Multi-omics dissection of Parkinson’s patients in subgroups associated with motor and cognitive severity

Heterogeneity in the severity of Parkinson's disease (PD) inhibits the effective interpretation of clinical trial outcomes. Multi-omics analysis may help explain the pathological mechanisms underlying disease progression and reveal biomarkers of clinical severity. We performed Multi-Omics Factor Analysis (MOFA) on whole blood RNA, miRNA and cerebrospinal fluid (CSF) and blood plasma proteomics from the Parkinson's Progression Marker Initiative (PPMI), to identify molecular factors correlated with motor (MDS-UPDRS3) and cognitive (Semantic Fluency Test, SFT) function.

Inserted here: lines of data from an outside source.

//! Iterator adapters for traversing sequences in lockstep.
//!
//! This crate provides the three adapters known from Python's builtins:
//!
//! * [`zip`] iterates over several sequences at the same time, yielding a
//!   tuple of one element per sequence and stopping at the shortest.
//! * [`enumerate`] pairs every element of a sequence with a running index,
//!   with a configurable start and step.
//! * [`transform`] lazily applies a function to every element on access.
//!
//! All adapters bind their sources on construction and never copy the
//! underlying data. Iterating over `&mut` sources yields `&mut` elements, so
//! writes through the adapter land in the source:
//!
//! ```
//! let mut numbers = vec![1, 2, 3];
//! let mut strings = vec![String::from("a"), String::from("b"), String::from("c")];
//!
//! for (number, string) in lockstep::zip((&mut numbers, &mut strings)) {
//!     *number *= 2;
//!     string.push('!');
//! }
//!
//! assert_eq!(numbers, [2, 4, 6]);
//! assert_eq!(strings, ["a!", "b!", "c!"]);
//! ```
//!
//! # Capabilities
//!
//! A composite adapter only supports the weakest operation set among its
//! constituents. [`Zip`] is double-ended exactly when every zipped iterator
//! is double-ended and exact-size, and exact-size exactly when every zipped
//! iterator is; [`Transform`] mirrors whatever its inner iterator can do.
//! This degradation is enforced by the trait bounds on the respective impls,
//! so using a missing capability is a compile error rather than a runtime
//! one.
//!
//! Indices for [`enumerate`] come from [`Counter`], an infinite arithmetic
//! sequence. Zipping something infinite with something finite is fine: the
//! finite side decides when iteration stops.

#![no_std]
#![warn(missing_docs)]

mod adapters;
mod sources;

pub use self::adapters::enumerate::{enumerate, enumerate_with, Enumerate};
pub use self::adapters::transform::{transform, Transform};
pub use self::adapters::zip::{zip, IntoZip, Zip};
pub use self::sources::counter::{counter, Count, Counter};
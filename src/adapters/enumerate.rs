use crate::adapters::zip::{zip, Zip};
use crate::sources::counter::{counter, Count, Counter};

/// An iterator that pairs every element of a sequence with a running index.
///
/// This is the composition `zip((counter(start, step), source))`, created by
/// the [`enumerate`] and [`enumerate_with`] functions. Because the index
/// side is infinite, the adapter is forward-only regardless of what the
/// source supports.
pub type Enumerate<I, Idx = usize> = Zip<(Counter<Idx>, I)>;

/// Pairs every element of a sequence with its index, like Python's
/// `enumerate`.
///
/// Indices are `usize` starting at zero. Pass `&c` for read-only access to
/// the elements, `&mut c` to mutate them through the adapter, or `c` by
/// value to consume the source.
///
/// ```
/// use lockstep::enumerate;
///
/// let mut strings = vec![String::from("a"), String::from("b"), String::from("c")];
/// for (index, string) in enumerate(&mut strings) {
///     string.push_str(&index.to_string());
/// }
///
/// assert_eq!(strings, ["a0", "b1", "c2"]);
/// ```
pub fn enumerate<I: IntoIterator>(source: I) -> Enumerate<I::IntoIter> {
    enumerate_with(source, 0, 1)
}

/// Like [`enumerate`], but with a configurable index start and step.
///
/// The index may be any primitive integer type; signed types allow negative
/// starts and decreasing indices.
///
/// ```
/// use lockstep::enumerate_with;
///
/// let indexed: Vec<_> = enumerate_with(["a", "b", "c"], 4i32, -2).collect();
/// assert_eq!(indexed, [(4, "a"), (2, "b"), (0, "c")]);
/// ```
pub fn enumerate_with<I, Idx>(source: I, start: Idx, step: Idx) -> Enumerate<I::IntoIter, Idx>
where
    I: IntoIterator,
    Idx: Count,
{
    zip((counter(start, step), source))
}
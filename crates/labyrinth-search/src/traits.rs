use labyrinth_core::Point;

use crate::result::SearchResult;

/// Minimal search interface — a start state, a goal test, and neighbor
/// enumeration. Sufficient for breadth-first search.
pub trait Searchable {
    /// The initial state.
    fn start(&self) -> Point;

    /// Whether `state` satisfies the goal.
    fn is_goal(&self, state: Point) -> bool;

    /// Append the successors of `state` into `buf`. The caller clears
    /// `buf` before calling. Enumeration order must be stable within a
    /// run so traversal is reproducible.
    fn neighbors(&self, state: Point, buf: &mut Vec<Point>);
}

/// Searchable with positive edge costs and an admissible heuristic.
/// Required for A*.
pub trait CostSearchable: Searchable {
    /// Cost of moving from `from` to adjacent `to`. Must be > 0.
    fn cost(&self, from: Point, to: Point) -> f64;

    /// Heuristic estimate of remaining cost from `state` to the goal.
    /// Must never overestimate the true cost (admissible).
    fn estimate(&self, state: Point) -> f64;
}

/// A search engine that solves a problem in one synchronous call.
///
/// Engines keep no state between calls: every invocation starts from a
/// fresh frontier, so one engine value may serve unrelated queries in
/// sequence but never mixes their state.
pub trait SearchEngine<P: Searchable> {
    /// Run the search to completion and report the outcome.
    fn search(&mut self, problem: &P) -> SearchResult;
}
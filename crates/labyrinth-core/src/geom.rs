//! Geometry primitive: [`Point`].

use std::fmt;
use std::ops::{Add, Sub};

/// A 2D integer coordinate. X grows right (column), Y grows down (row),
/// both 0-indexed from the top-left corner of the grid.
#[derive(Copy, Clone, Debug, Default, PartialEq, Eq, Hash)]
#[cfg_attr(feature = "serde", derive(serde::Serialize, serde::Deserialize))]
pub struct Point {
    pub x: i32,
    pub y: i32,
}

impl Point {
    /// Origin (0, 0).
    pub const ZERO: Self = Self { x: 0, y: 0 };

    /// Create a new point.
    #[inline]
    pub const fn new(x: i32, y: i32) -> Self {
        Self { x, y }
    }

    /// Return a point shifted by (dx, dy).
    #[inline]
    pub const fn shift(self, dx: i32, dy: i32) -> Self {
        Self {
            x: self.x + dx,
            y: self.y + dy,
        }
    }
}

impl PartialOrd for Point {
    fn partial_cmp(&self, other: &Self) -> Option<std::cmp::Ordering> {
        Some(self.cmp(other))
    }
}

impl Ord for Point {
    fn cmp(&self, other: &Self) -> std::cmp::Ordering {
        self.y.cmp(&other.y).then(self.x.cmp(&other.x))
    }
}

impl fmt::Display for Point {
    fn fmt(&self, f: &mut fmt::Formatter<'_>) -> fmt::Result {
        write!(f, "({}, {})", self.x, self.y)
    }
}

impl Add for Point {
    type Output = Self;
    #[inline]
    fn add(self, rhs: Self) -> Self {
        Self::new(self.x + rhs.x, self.y + rhs.y)
    }
}

impl Sub for Point {
    type Output = Self;
    #[inline]
    fn sub(self, rhs: Self) -> Self {
        Self::new(self.x - rhs.x, self.y - rhs.y)
    }
}

#[cfg(test)]
mod tests {
    use super::*;

    #[test]
    fn point_arithmetic() {
        let a = Point::new(1, 2);
        let b = Point::new(3, 4);
        assert_eq!(a + b, Point::new(4, 6));
        assert_eq!(b - a, Point::new(2, 2));
        assert_eq!(a.shift(-1, 1), Point::new(0, 3));
    }

    #[test]
    fn point_ordering_row_major() {
        // Ordered by row first, then column, so sorted output reads in
        // the same order the map text does.
        let mut pts = vec![Point::new(2, 1), Point::new(0, 2), Point::new(3, 0)];
        pts.sort();
        assert_eq!(
            pts,
            vec![Point::new(3, 0), Point::new(2, 1), Point::new(0, 2)]
        );
    }

    #[test]
    fn point_display() {
        assert_eq!(Point::new(4, 7).to_string(), "(4, 7)");
    }
}
//! Search engines for maze pathfinding.
//!
//! This crate turns a [`labyrinth_core::Grid`] into a search [`Problem`]
//! and solves it with one of two interchangeable engines:
//!
//! - **[`BreadthFirst`]** — FIFO exploration, shortest path by edge count
//! - **[`AStar`]** — best-first exploration with an admissible heuristic,
//!   least-cost path under uniform step cost
//!
//! Both engines implement [`SearchEngine`] and produce a [`SearchResult`]
//! holding the forward-ordered path (start through goal inclusive) or the
//! `NotFound` outcome when the goal is unreachable.
//!
//! # Trait hierarchy
//!
//! | Trait | Required for |
//! |---|---|
//! | [`Searchable`] | breadth-first search |
//! | [`CostSearchable`] : [`Searchable`] | A* |

mod astar;
mod bfs;
mod distance;
mod moves;
mod path;
mod problem;
mod result;
mod traits;

pub use astar::AStar;
pub use bfs::BreadthFirst;
pub use distance::{euclidean, manhattan};
pub use moves::{Move, STEP_COST};
pub use problem::{Endpoint, Problem, QueryError};
pub use result::SearchResult;
pub use traits::{CostSearchable, SearchEngine, Searchable};
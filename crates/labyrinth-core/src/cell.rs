//! Cell classification and the map marker alphabet.

/// What a single grid position is.
///
/// `Wall` cells are impassable; everything else can be walked through.
/// `Start` and `Goal` are walkable cells that additionally designate the
/// endpoints embedded in a map.
#[derive(Debug, Clone, Copy, PartialEq, Eq, Hash, Default)]
#[cfg_attr(feature = "serde", derive(serde::Serialize, serde::Deserialize))]
pub enum CellKind {
    #[default]
    Open,
    Wall,
    Start,
    Goal,
}

impl CellKind {
    /// Classify a raw map character.
    ///
    /// The alphabet is fixed and case-insensitive: `#` is a wall, `o` the
    /// start marker, `x` the goal marker, and any other character an open
    /// cell. Classification happens exactly once, at grid construction;
    /// nothing downstream ever looks at raw characters again.
    pub fn from_marker(ch: char) -> Self {
        match ch {
            '#' => Self::Wall,
            'o' | 'O' => Self::Start,
            'x' | 'X' => Self::Goal,
            _ => Self::Open,
        }
    }

    /// Whether a cell of this kind can be entered.
    #[inline]
    pub const fn is_walkable(self) -> bool {
        !matches!(self, Self::Wall)
    }
}

#[cfg(test)]
mod tests {
    use super::*;

    #[test]
    fn marker_table() {
        assert_eq!(CellKind::from_marker('#'), CellKind::Wall);
        assert_eq!(CellKind::from_marker('o'), CellKind::Start);
        assert_eq!(CellKind::from_marker('x'), CellKind::Goal);
        assert_eq!(CellKind::from_marker(' '), CellKind::Open);
        assert_eq!(CellKind::from_marker('.'), CellKind::Open);
    }

    #[test]
    fn marker_table_is_case_insensitive() {
        assert_eq!(CellKind::from_marker('O'), CellKind::Start);
        assert_eq!(CellKind::from_marker('X'), CellKind::Goal);
    }

    #[test]
    fn walkability() {
        assert!(!CellKind::Wall.is_walkable());
        assert!(CellKind::Open.is_walkable());
        assert!(CellKind::Start.is_walkable());
        assert!(CellKind::Goal.is_walkable());
    }
}
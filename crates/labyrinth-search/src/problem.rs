//! A single search query: a grid bound to its start and goal.

use std::fmt;

use labyrinth_core::{Grid, Point};

use crate::distance::euclidean;
use crate::moves::Move;
use crate::traits::{CostSearchable, Searchable};

/// One search query over a grid. Immutable once built; construct a fresh
/// one per query.
///
/// The endpoints come either from the grid's own markers
/// ([`from_grid`](Self::from_grid)) or from the caller
/// ([`with_endpoints`](Self::with_endpoints), validated).
#[derive(Debug, Clone)]
pub struct Problem {
    grid: Grid,
    start: Point,
    goal: Point,
}

impl Problem {
    /// Bind a problem to the grid's embedded start and goal markers.
    ///
    /// Always valid: a parsed grid carries exactly one of each.
    pub fn from_grid(grid: Grid) -> Self {
        let start = grid.start();
        let goal = grid.goal();
        Self { grid, start, goal }
    }

    /// Bind a problem to caller-supplied endpoints, overriding the grid's
    /// markers.
    ///
    /// Rejects endpoints outside the grid, on a wall, or equal to each
    /// other — all before any search runs.
    pub fn with_endpoints(grid: Grid, start: Point, goal: Point) -> Result<Self, QueryError> {
        for (which, pos) in [(Endpoint::Start, start), (Endpoint::Goal, goal)] {
            if !grid.contains(pos) {
                return Err(QueryError::OutOfBounds { which, pos });
            }
            if !grid.is_walkable(pos) {
                return Err(QueryError::Wall { which, pos });
            }
        }
        if start == goal {
            return Err(QueryError::StartEqualsGoal(start));
        }
        Ok(Self { grid, start, goal })
    }

    /// The underlying grid.
    pub fn grid(&self) -> &Grid {
        &self.grid
    }

    /// The bound start state.
    pub fn start(&self) -> Point {
        self.start
    }

    /// The bound goal state.
    pub fn goal(&self) -> Point {
        self.goal
    }

    /// Append every legal `(move, successor)` pair from `state` into
    /// `buf`: in-bounds, non-wall targets only, enumerated in the fixed
    /// order up, down, left, right.
    pub fn moves(&self, state: Point, buf: &mut Vec<(Move, Point)>) {
        for m in Move::ALL {
            let to = m.apply(state);
            if self.grid.is_walkable(to) {
                buf.push((m, to));
            }
        }
    }
}

impl Searchable for Problem {
    fn start(&self) -> Point {
        self.start
    }

    fn is_goal(&self, state: Point) -> bool {
        state == self.goal
    }

    fn neighbors(&self, state: Point, buf: &mut Vec<Point>) {
        for m in Move::ALL {
            let to = m.apply(state);
            if self.grid.is_walkable(to) {
                buf.push(to);
            }
        }
    }
}

impl CostSearchable for Problem {
    fn cost(&self, from: Point, to: Point) -> f64 {
        // Uniform over the closed move table; the lookup keeps the table
        // the single source of cost.
        Move::between(from, to).map_or(crate::moves::STEP_COST, Move::cost)
    }

    fn estimate(&self, state: Point) -> f64 {
        euclidean(state, self.goal)
    }
}

/// Which endpoint of a query an error refers to.
#[derive(Debug, Clone, Copy, PartialEq, Eq)]
pub enum Endpoint {
    Start,
    Goal,
}

impl fmt::Display for Endpoint {
    fn fmt(&self, f: &mut fmt::Formatter<'_>) -> fmt::Result {
        match self {
            Self::Start => write!(f, "start"),
            Self::Goal => write!(f, "goal"),
        }
    }
}

/// Errors in caller-supplied endpoints, detected before search starts.
#[derive(Debug, Clone, PartialEq, Eq)]
pub enum QueryError {
    /// The endpoint lies outside the grid.
    OutOfBounds { which: Endpoint, pos: Point },
    /// The endpoint coincides with a wall cell.
    Wall { which: Endpoint, pos: Point },
    /// Start and goal are the same cell.
    StartEqualsGoal(Point),
}

impl fmt::Display for QueryError {
    fn fmt(&self, f: &mut fmt::Formatter<'_>) -> fmt::Result {
        match self {
            Self::OutOfBounds { which, pos } => {
                write!(f, "{which} {pos} is outside the grid")
            }
            Self::Wall { which, pos } => write!(f, "{which} {pos} is a wall cell"),
            Self::StartEqualsGoal(p) => write!(f, "start and goal are both {p}"),
        }
    }
}

impl std::error::Error for QueryError {}

#[cfg(test)]
mod tests {
    use super::*;

    const SMALL: &str = "\
#####
#o  #
# # #
#  x#
#####";

    fn grid() -> Grid {
        Grid::parse(SMALL).unwrap()
    }

    #[test]
    fn from_grid_binds_markers() {
        let p = Problem::from_grid(grid());
        assert_eq!(p.start(), Point::new(1, 1));
        assert_eq!(p.goal(), Point::new(3, 3));
        assert!(p.is_goal(Point::new(3, 3)));
        assert!(!p.is_goal(Point::new(1, 1)));
    }

    #[test]
    fn moves_filter_walls_and_bounds() {
        let p = Problem::from_grid(grid());
        let mut buf = Vec::new();
        // Start corner: up and left are walls.
        p.moves(Point::new(1, 1), &mut buf);
        assert_eq!(
            buf,
            vec![
                (Move::Down, Point::new(1, 2)),
                (Move::Right, Point::new(2, 1)),
            ]
        );
    }

    #[test]
    fn neighbor_order_is_up_down_left_right() {
        let open = Grid::parse("o  \n   \n  x").unwrap();
        let p = Problem::from_grid(open);
        let mut buf = Vec::new();
        Searchable::neighbors(&p, Point::new(1, 1), &mut buf);
        assert_eq!(
            buf,
            vec![
                Point::new(1, 0),
                Point::new(1, 2),
                Point::new(0, 1),
                Point::new(2, 1),
            ]
        );
    }

    #[test]
    fn with_endpoints_accepts_valid_query() {
        let p = Problem::with_endpoints(grid(), Point::new(3, 1), Point::new(1, 3)).unwrap();
        assert_eq!(p.start(), Point::new(3, 1));
        assert_eq!(p.goal(), Point::new(1, 3));
    }

    #[test]
    fn with_endpoints_rejects_out_of_bounds() {
        let err = Problem::with_endpoints(grid(), Point::new(9, 9), Point::new(1, 1)).unwrap_err();
        assert_eq!(
            err,
            QueryError::OutOfBounds {
                which: Endpoint::Start,
                pos: Point::new(9, 9)
            }
        );
    }

    #[test]
    fn with_endpoints_rejects_wall() {
        let err = Problem::with_endpoints(grid(), Point::new(1, 1), Point::new(2, 2)).unwrap_err();
        assert_eq!(
            err,
            QueryError::Wall {
                which: Endpoint::Goal,
                pos: Point::new(2, 2)
            }
        );
    }

    #[test]
    fn with_endpoints_rejects_equal_endpoints() {
        let err = Problem::with_endpoints(grid(), Point::new(1, 1), Point::new(1, 1)).unwrap_err();
        assert_eq!(err, QueryError::StartEqualsGoal(Point::new(1, 1)));
    }

    #[test]
    fn estimate_is_euclidean_to_goal() {
        let p = Problem::from_grid(grid());
        assert_eq!(CostSearchable::estimate(&p, Point::new(3, 3)), 0.0);
        let e = CostSearchable::estimate(&p, Point::new(1, 1));
        assert!((e - (8.0_f64).sqrt()).abs() < 1e-12);
    }

    #[test]
    fn uniform_step_cost() {
        let p = Problem::from_grid(grid());
        assert_eq!(
            CostSearchable::cost(&p, Point::new(1, 1), Point::new(2, 1)),
            1.0
        );
    }
}
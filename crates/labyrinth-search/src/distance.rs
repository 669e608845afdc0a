use labyrinth_core::Point;

/// Euclidean (L2) distance between two points.
///
/// Admissible as an A* heuristic for axis-aligned movement with step
/// cost ≥ 1, since it never exceeds the Manhattan distance.
#[inline]
pub fn euclidean(a: Point, b: Point) -> f64 {
    let dx = (a.x - b.x) as f64;
    let dy = (a.y - b.y) as f64;
    (dx * dx + dy * dy).sqrt()
}

/// Manhattan (L1) distance between two points.
#[inline]
pub fn manhattan(a: Point, b: Point) -> i32 {
    (a.x - b.x).abs() + (a.y - b.y).abs()
}

#[cfg(test)]
mod tests {
    use super::*;

    #[test]
    fn euclidean_distance() {
        assert_eq!(euclidean(Point::new(0, 0), Point::new(3, 4)), 5.0);
        assert_eq!(euclidean(Point::new(2, 2), Point::new(2, 2)), 0.0);
    }

    #[test]
    fn manhattan_distance() {
        assert_eq!(manhattan(Point::new(0, 0), Point::new(3, 4)), 7);
        assert_eq!(manhattan(Point::new(5, 1), Point::new(2, 3)), 5);
    }

    #[test]
    fn euclidean_never_exceeds_manhattan() {
        for x in -3..=3 {
            for y in -3..=3 {
                let a = Point::new(0, 0);
                let b = Point::new(x, y);
                assert!(euclidean(a, b) <= manhattan(a, b) as f64 + 1e-9);
            }
        }
    }
}
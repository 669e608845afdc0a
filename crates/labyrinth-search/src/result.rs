use labyrinth_core::Point;

use crate::moves::STEP_COST;

/// Outcome of a search.
///
/// `Found` carries the forward-ordered path from start to goal, both
/// endpoints included. `NotFound` is a normal terminal outcome (the goal
/// is unreachable), not an error: callers branch on it.
#[derive(Debug, Clone, PartialEq, Eq)]
#[cfg_attr(feature = "serde", derive(serde::Serialize, serde::Deserialize))]
pub enum SearchResult {
    Found(Vec<Point>),
    NotFound,
}

impl SearchResult {
    /// Whether a path was found.
    #[inline]
    pub fn is_found(&self) -> bool {
        matches!(self, Self::Found(_))
    }

    /// The path, if one was found.
    pub fn path(&self) -> Option<&[Point]> {
        match self {
            Self::Found(p) => Some(p),
            Self::NotFound => None,
        }
    }

    /// Consume the result, yielding the path if one was found.
    pub fn into_path(self) -> Option<Vec<Point>> {
        match self {
            Self::Found(p) => Some(p),
            Self::NotFound => None,
        }
    }

    /// Total cost of the found path (edge count × step cost).
    ///
    /// A single-element path (start == goal) costs zero.
    pub fn cost(&self) -> Option<f64> {
        self.path().map(|p| (p.len() - 1) as f64 * STEP_COST)
    }
}

#[cfg(test)]
mod tests {
    use super::*;

    #[test]
    fn found_accessors() {
        let r = SearchResult::Found(vec![Point::new(0, 0), Point::new(1, 0)]);
        assert!(r.is_found());
        assert_eq!(r.path().map(|p| p.len()), Some(2));
        assert_eq!(r.cost(), Some(1.0));
        assert_eq!(r.into_path().map(|p| p.len()), Some(2));
    }

    #[test]
    fn not_found_accessors() {
        let r = SearchResult::NotFound;
        assert!(!r.is_found());
        assert_eq!(r.path(), None);
        assert_eq!(r.cost(), None);
        assert_eq!(r.into_path(), None);
    }

    #[test]
    fn trivial_path_costs_zero() {
        let r = SearchResult::Found(vec![Point::ZERO]);
        assert_eq!(r.cost(), Some(0.0));
    }
}

#[cfg(all(test, feature = "serde"))]
mod serde_tests {
    use super::*;

    #[test]
    fn search_result_round_trip() {
        let r = SearchResult::Found(vec![Point::new(0, 0), Point::new(0, 1)]);
        let json = serde_json::to_string(&r).unwrap();
        let back: SearchResult = serde_json::from_str(&json).unwrap();
        assert_eq!(r, back);

        let json = serde_json::to_string(&SearchResult::NotFound).unwrap();
        let back: SearchResult = serde_json::from_str(&json).unwrap();
        assert_eq!(back, SearchResult::NotFound);
    }
}
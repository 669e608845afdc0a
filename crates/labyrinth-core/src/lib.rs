//! **labyrinth-core** — Maze grid model (core types).
//!
//! This crate provides the value types shared across the *labyrinth*
//! workspace: the [`Point`] coordinate, the [`CellKind`] classification of
//! grid positions, and the immutable [`Grid`] parsed once from a textual
//! map. Search algorithms live in the `labyrinth-search` crate; rendering
//! is left entirely to front ends.

pub mod cell;
pub mod geom;
pub mod grid;

pub use cell::CellKind;
pub use geom::Point;
pub use grid::{Grid, GridError};
//! The closed table of legal moves.

use labyrinth_core::Point;

/// Cost of a single step. Every legal move costs the same.
pub const STEP_COST: f64 = 1.0;

/// One of the four axis-aligned moves.
///
/// The move set is closed: there is no diagonal movement, and no cost
/// constant exists for moves outside this table.
#[derive(Debug, Clone, Copy, PartialEq, Eq, Hash)]
#[cfg_attr(feature = "serde", derive(serde::Serialize, serde::Deserialize))]
pub enum Move {
    Up,
    Down,
    Left,
    Right,
}

impl Move {
    /// All moves, in the fixed enumeration order used everywhere:
    /// up, down, left, right.
    pub const ALL: [Move; 4] = [Move::Up, Move::Down, Move::Left, Move::Right];

    /// The coordinate offset this move applies.
    #[inline]
    pub const fn delta(self) -> Point {
        match self {
            Move::Up => Point::new(0, -1),
            Move::Down => Point::new(0, 1),
            Move::Left => Point::new(-1, 0),
            Move::Right => Point::new(1, 0),
        }
    }

    /// The state reached by applying this move at `p`.
    #[inline]
    pub fn apply(self, p: Point) -> Point {
        p + self.delta()
    }

    /// Cost of this move.
    #[inline]
    pub const fn cost(self) -> f64 {
        STEP_COST
    }

    /// The move leading from `from` to the adjacent `to`, if any.
    pub fn between(from: Point, to: Point) -> Option<Move> {
        Move::ALL.into_iter().find(|m| m.apply(from) == to)
    }
}
//! Path reconstruction from predecessor links.

use std::collections::HashMap;

use labyrinth_core::Point;

/// Walk the predecessor chain back from `goal` and return the path in
/// forward order, both endpoints included.
///
/// The start state has no entry in `parents` (engines never record a
/// predecessor for it), which terminates the walk — so a goal equal to
/// the start yields the single-element path `[goal]`.
pub fn trace(parents: &HashMap<Point, Point>, goal: Point) -> Vec<Point> {
    let mut path = Vec::new();
    let mut cur = Some(goal);
    while let Some(p) = cur {
        path.push(p);
        cur = parents.get(&p).copied();
    }
    path.reverse();
    path
}
impl WebSocketTransport {
    pub async fn connect(endpoint: Url, timeout: Duration) -> Result<Self, TransportError> {
        let stream = open_ws(&endpoint, timeout).await?;
        Ok(Self {
            endpoint,
            stream: Some(stream),
            timeout,
            min_latency: None,
        })
    }

    async fn exchange(&mut self, payload: &[u8]) -> Result<Vec<u8>, TransportError> {
        if self.stream.is_none() {
            debug!(endpoint = %self.endpoint, "Reconnecting websocket");
            self.stream = Some(open_ws(&self.endpoint, self.timeout).await?);
        }
        let Some(stream) = self.stream.as_mut() else {
            return Err(TransportError::Closed);
        };

        let msg = match std::str::from_utf8(payload) {
            Ok(text) => Message::Text(text.to_string()),
            Err(_) => Message::Binary(payload.to_vec()),
        };
        stream.send(msg).await?;

        while let Some(msg) = stream.next().await {
            match msg? {
                Message::Text(text) => return Ok(text.into_bytes()),
                Message::Binary(data) => return Ok(data),
                Message::Close(_) => return Err(TransportError::Closed),
                // Pongs to incoming pings are queued by tungstenite itself.
                Message::Ping(_) | Message::Pong(_) | Message::Frame(_) => {}
            }
        }
        Err(TransportError::Closed)
    }
}

impl Transport for WebSocketTransport {
    fn name(&self) -> &'static str {
        "websocket"
    }

    fn send<'a>(&'a mut self, payload: &'a [u8]) -> SendFuture<'a> {
        Box::pin(async move {
            let timeout = self.timeout;
            let start = Instant::now();
            let result = match tokio::time::timeout(timeout, self.exchange(payload)).await {
                Ok(result) => result,
                Err(_) => Err(TransportError::Timeout(timeout)),
            };
            match result {
                Ok(body) => {
                    track_min(&mut self.min_latency, start.elapsed());
                    Ok(body)
                }
                Err(e) => {
                    self.stream = None;
                    Err(e)
                }
            }
        })
    }

    fn min_latency(&self) -> Option<Duration> {
        self.min_latency
    }
}

/// Answers every payload immediately with an empty body.
#[derive(Debug, Clone, Copy, Default)]
pub struct NoopTransport;

impl Transport for NoopTransport {
    fn name(&self) -> &'static str {
        "noop"
    }

    fn send<'a>(&'a mut self, _payload: &'a [u8]) -> SendFuture<'a> {
        Box::pin(async { Ok(Vec::new()) })
    }
}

Three molecular factors significantly correlated with the MDS-UPDRS3 score and two with SFT, which remained significant after adjusting for age, sex, and medication dose. We used the identified factors to stratify patients into subgroups with distinct motor and cognitive severity. The severe motor clusters showed deregulation of cytotoxic natural killer cell mechanisms in peripheral blood, and changes to proteins associated with the endoplasmic reticulum and dense core vesicle in CSF. The severe cognitive clusters showed changes in the complement system and synaptic dysfunction. Our analysis capitalizes on multi-omics data integration to enrich our understanding of the mechanisms driving motor and cognitive decline in PD, to support precision medicine.